Post by Little Raven »

Blackhawk wrote: Thu May 26, 2022 3:47 pmSo, how do we move to change the system now to make it viable to approach to the issue later?
A take on exactly this question.
The most important thing you need to know about yesterday’s tragic school shooting in Texas is that absolutely no laws are going to change as a result of it.

...

So we should all stop saying that something is going to change. Nothing is going to change. Democratic lawmakers—for whom overpromising and underdelivering is an incurable habit—propose measures after these shootings that they know will never pass through a highly divided Congress, or be sustained by federal judges hand-selected to stymie progressive legislation for the next three or four decades.

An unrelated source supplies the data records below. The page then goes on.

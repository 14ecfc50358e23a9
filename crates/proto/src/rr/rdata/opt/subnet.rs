// Copyright 2015-2023 Benjamin Fry <benjaminfry@me.com>
//
// Licensed under the Apache License, Version 2.0, <LICENSE-APACHE or
// https://apache.org/licenses/LICENSE-2.0> or the MIT license <LICENSE-MIT or
// https://opensource.org/licenses/MIT>, at your option. This file may not be
// copied, modified, or distributed except according to those terms.

//! The client subnet option, [RFC 7871](https://tools.ietf.org/html/rfc7871)

use std::fmt;
use std::net::{IpAddr, Ipv4Addr, Ipv6Addr};
use std::str::FromStr;

use ipnet::IpNet;
#[cfg(feature = "serde")]
use serde::{Deserialize, Serialize};
use tracing::warn;

use super::{EdnsCode, EdnsOptionData};
use crate::error::*;
use crate::serialize::binary::*;

/// Address family of an IPv4 subnet, from the IANA address family numbers
pub const FAMILY_IPV4: u16 = 1;

/// Address family of an IPv6 subnet
pub const FAMILY_IPV6: u16 = 2;

/// The network a query originates from, so that an authority can tailor its answer
///
/// ```text
///                 +0 (MSB)                            +1 (LSB)
///      +---+---+---+---+---+---+---+---+---+---+---+---+---+---+---+---+
///   0: |                          OPTION-CODE                          |
///      +---+---+---+---+---+---+---+---+---+---+---+---+---+---+---+---+
///   2: |                         OPTION-LENGTH                         |
///      +---+---+---+---+---+---+---+---+---+---+---+---+---+---+---+---+
///   4: |                            FAMILY                             |
///      +---+---+---+---+---+---+---+---+---+---+---+---+---+---+---+---+
///   6: |     SOURCE PREFIX-LENGTH      |     SCOPE PREFIX-LENGTH       |
///      +---+---+---+---+---+---+---+---+---+---+---+---+---+---+---+---+
///   8: |                           ADDRESS...                          /
///      +---+---+---+---+---+---+---+---+---+---+---+---+---+---+---+---+
/// ```
///
/// Only the first `ceil(source_prefix / 8)` bytes of the address are written, with the bits past
///  the source prefix cleared.
///
/// The family and prefixes are written as set, they are not derived again from the address. An
///  IPv4 address may be sent under family 2 as an IPv4-mapped address, and an IPv4-mapped IPv6
///  address under family 1.
#[cfg_attr(feature = "serde", derive(Deserialize, Serialize))]
#[derive(Debug, PartialEq, Eq, Hash, Clone, Copy)]
pub struct ClientSubnet {
    family: u16,
    source_prefix: u8,
    scope_prefix: u8,
    address: IpAddr,
}

impl ClientSubnet {
    /// Construct a new client subnet, the family is taken from the address
    ///
    /// ```
    /// use std::net::{IpAddr, Ipv4Addr};
    /// use hickory_edns::rr::rdata::opt::ClientSubnet;
    ///
    /// let subnet = ClientSubnet::new(IpAddr::V4(Ipv4Addr::new(192, 0, 2, 0)), 24, 0);
    /// assert_eq!(subnet.family(), 1);
    /// assert_eq!(subnet.to_string(), "192.0.2.0/24/0");
    /// ```
    pub fn new(address: IpAddr, source_prefix: u8, scope_prefix: u8) -> Self {
        let family = match address {
            IpAddr::V4(_) => FAMILY_IPV4,
            IpAddr::V6(_) => FAMILY_IPV6,
        };

        Self {
            family,
            source_prefix,
            scope_prefix,
            address,
        }
    }

    /// The address family, 1 for IPv4 and 2 for IPv6
    pub fn family(&self) -> u16 {
        self.family
    }

    /// Overrides the family derived from the address
    pub fn set_family(&mut self, family: u16) -> &mut Self {
        self.family = family;
        self
    }

    /// Leftmost number of significant bits of the address, set by the client
    pub fn source_prefix(&self) -> u8 {
        self.source_prefix
    }

    /// Set the source prefix
    pub fn set_source_prefix(&mut self, source_prefix: u8) -> &mut Self {
        self.source_prefix = source_prefix;
        self
    }

    /// Leftmost number of bits of the address the response covers, set by the server
    pub fn scope_prefix(&self) -> u8 {
        self.scope_prefix
    }

    /// Set the scope prefix
    pub fn set_scope_prefix(&mut self, scope_prefix: u8) -> &mut Self {
        self.scope_prefix = scope_prefix;
        self
    }

    /// The address of the subnet
    pub fn addr(&self) -> IpAddr {
        self.address
    }

    /// Set the address, the family is left as is
    pub fn set_addr(&mut self, address: IpAddr) -> &mut Self {
        self.address = address;
        self
    }

    /// The address octets in the width of the declared family
    fn family_octets(&self) -> ProtoResult<Vec<u8>> {
        let octets = match (self.family, self.address) {
            (FAMILY_IPV4, IpAddr::V4(addr)) => addr.octets().to_vec(),
            (FAMILY_IPV4, IpAddr::V6(addr)) => addr
                .to_ipv4_mapped()
                .ok_or(ProtoErrorKind::SubnetAddressMismatch {
                    family: self.family,
                    address: self.address,
                })?
                .octets()
                .to_vec(),
            (FAMILY_IPV6, IpAddr::V4(addr)) => addr.to_ipv6_mapped().octets().to_vec(),
            (FAMILY_IPV6, IpAddr::V6(addr)) => addr.octets().to_vec(),
            (family, _) => return Err(ProtoErrorKind::UnknownSubnetFamily(family).into()),
        };

        Ok(octets)
    }
}

/// Number of address bytes needed to hold `prefix` bits
fn prefix_bytes(prefix: u8) -> usize {
    (usize::from(prefix) + 7) / 8
}

/// Clears every bit after the first `prefix` bits
fn mask_to_prefix(octets: &mut [u8], prefix: u8) {
    let prefix = usize::from(prefix);
    for (i, octet) in octets.iter_mut().enumerate() {
        let bits = prefix.saturating_sub(i * 8);
        *octet &= match bits {
            0 => 0,
            1..=7 => 0xFF << (8 - bits),
            _ => 0xFF,
        };
    }
}

impl EdnsOptionData for ClientSubnet {
    fn len(&self) -> usize {
        4 + prefix_bytes(self.source_prefix)
    }

    fn read_data(data: &[u8]) -> ProtoResult<Self> {
        if data.len() < 4 {
            return Err(DecodeError::InvalidEdnsOptionLength {
                code: EdnsCode::Subnet.into(),
                len: data.len(),
            }
            .into());
        }

        let mut decoder = BinDecoder::new(data);
        let family = decoder.read_u16()?.unverified(/*checked below*/);
        let width = match family {
            FAMILY_IPV4 => 4,
            FAMILY_IPV6 => 16,
            _ => return Err(DecodeError::UnknownSubnetFamily(family).into()),
        };

        let fits = |prefix: &u8| usize::from(*prefix) <= width * 8;
        let source_prefix = decoder
            .read_u8()?
            .verify_unwrap(fits)
            .map_err(|prefix| DecodeError::SubnetPrefixTooLong { family, prefix })?;
        let scope_prefix = decoder
            .read_u8()?
            .verify_unwrap(fits)
            .map_err(|prefix| DecodeError::SubnetPrefixTooLong { family, prefix })?;

        let truncated = decoder.read_slice(decoder.len())?.unverified(/*length checked below*/);
        if truncated.len() > width {
            return Err(DecodeError::SubnetAddressTooLong {
                family,
                len: truncated.len(),
            }
            .into());
        }

        let mut octets = [0_u8; 16];
        octets[..truncated.len()].copy_from_slice(truncated);

        let mut masked = octets;
        mask_to_prefix(&mut masked, source_prefix);
        if masked != octets {
            warn!("client subnet address has bits set beyond source prefix {source_prefix}");
        }

        let address = if family == FAMILY_IPV4 {
            IpAddr::V4(Ipv4Addr::new(octets[0], octets[1], octets[2], octets[3]))
        } else {
            IpAddr::V6(Ipv6Addr::from(octets))
        };

        Ok(Self {
            family,
            source_prefix,
            scope_prefix,
            address,
        })
    }
}

impl BinEncodable for ClientSubnet {
    fn emit(&self, encoder: &mut BinEncoder<'_>) -> ProtoResult<()> {
        let mut octets = self.family_octets()?;
        if usize::from(self.source_prefix) > octets.len() * 8 {
            return Err(ProtoErrorKind::SubnetPrefixTooLong {
                family: self.family,
                prefix: self.source_prefix,
            }
            .into());
        }

        mask_to_prefix(&mut octets, self.source_prefix);
        octets.truncate(prefix_bytes(self.source_prefix));

        encoder.emit_u16(self.family)?;
        encoder.emit_u8(self.source_prefix)?;
        encoder.emit_u8(self.scope_prefix)?;
        encoder.emit_vec(&octets)
    }
}

impl From<IpNet> for ClientSubnet {
    fn from(net: IpNet) -> Self {
        Self::new(net.addr(), net.prefix_len(), 0)
    }
}

impl FromStr for ClientSubnet {
    type Err = ipnet::AddrParseError;

    /// Parses a subnet such as `192.0.2.0/24`, the scope prefix is 0
    fn from_str(s: &str) -> Result<Self, Self::Err> {
        IpNet::from_str(s).map(Self::from)
    }
}

impl fmt::Display for ClientSubnet {
    fn fmt(&self, f: &mut fmt::Formatter<'_>) -> fmt::Result {
        write!(
            f,
            "{}/{}/{}",
            self.address, self.source_prefix, self.scope_prefix
        )
    }
}
#![no_main]

//! This fuzzer checks that, if an OPT record can be decoded, it can be re-encoded, and that the
//! re-encoded form is stable. The first encoding may differ from the input: client subnet
//! addresses are masked to their source prefix and bytes past RDLENGTH are dropped. A record
//! longer than 65535 bytes decodes but is refused by the encoder.

use libfuzzer_sys::fuzz_target;
use pretty_assertions::assert_eq;

use hickory_edns::{
    op::Edns,
    serialize::binary::{BinDecodable, BinEncodable},
    ProtoErrorKind,
};

fuzz_target!(|data: &[u8]| {
    let Ok(edns) = Edns::from_bytes(data) else {
        return;
    };

    let reencoded = match edns.to_bytes() {
        Ok(reencoded) => reencoded,
        Err(error) if matches!(error.kind(), ProtoErrorKind::MaxBufferSizeExceeded(_)) => return,
        Err(error) => panic!("decoded OPT record could not be encoded: {error}\n{edns:?}"),
    };

    let reparsed = match Edns::from_bytes(&reencoded) {
        Ok(reparsed) => reparsed,
        Err(error) => {
            println!("Original:   {:02x?}", data);
            println!("Re-encoded: {:02x?}", reencoded);
            panic!("re-encoded OPT record could not be decoded: {error}");
        }
    };

    assert_eq!(reparsed.max_payload(), edns.max_payload());
    assert_eq!(reparsed.ttl(), edns.ttl());
    assert_eq!(reparsed.options().len(), edns.options().len());
    assert_eq!(reparsed.to_bytes().unwrap(), reencoded);
});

We all need to adjust to the idea that unfathomable levels of gun violence, including school shootings, are going to get worse, not better, in the decades to come. In the past month alone, my two sons had a baseball game canceled because of a shooting at the park where they were meant to play and, two weeks later, soccer practice cut short because a nearby gunman had opened fire on a school down the road. In that latter incident, no innocent lives were lost thanks only to the gunman’s inability to effectively use any of the three assault rifles—I’m sorry, “modern sporting rifles”—he had stockpiled in his apartment overlooking the school.

This is America, folks. This is who we are.

So what should we do?

First, we need to make firearms education a national priority. Once upon a time, when I was a young boy, a friendly organization called the National Rifle Association did great work teaching Americans about the safe use of firearms in hunting and other shooting sports. They still do some of that, but it’s a smaller and smaller portion of what that now extremely troubled organization is about.

The government, then, should step up. If we’re going to allow everyone in America to own as many firearms as they want, our children need to understand what to do if they see a firearm, which they inevitably will. Don’t touch it. Go find an adult. Older children, meanwhile, should also understand how to unload a firearm and render it safe. Families might not have any interest in firearms, but firearms are going to be ever-present in the lives of their children.

...

Because the second and much harder thing we need to do is to shift the gun culture in America. I have written before about how the gun culture I have observed develop since the September 11 attacks—the emphasis on tactical weaponry, the marketing of ceramic plate carriers and Kevlar helmets to civilians—is so very different than the gun culture I grew up with in East Tennessee in the 1980s, when the seemingly ever-present firearms were mostly shotguns for hunting and bolt-action rifles.
Basically, lean in. Only once we do that can we change the culture, and only once we change the culture can we change the laws.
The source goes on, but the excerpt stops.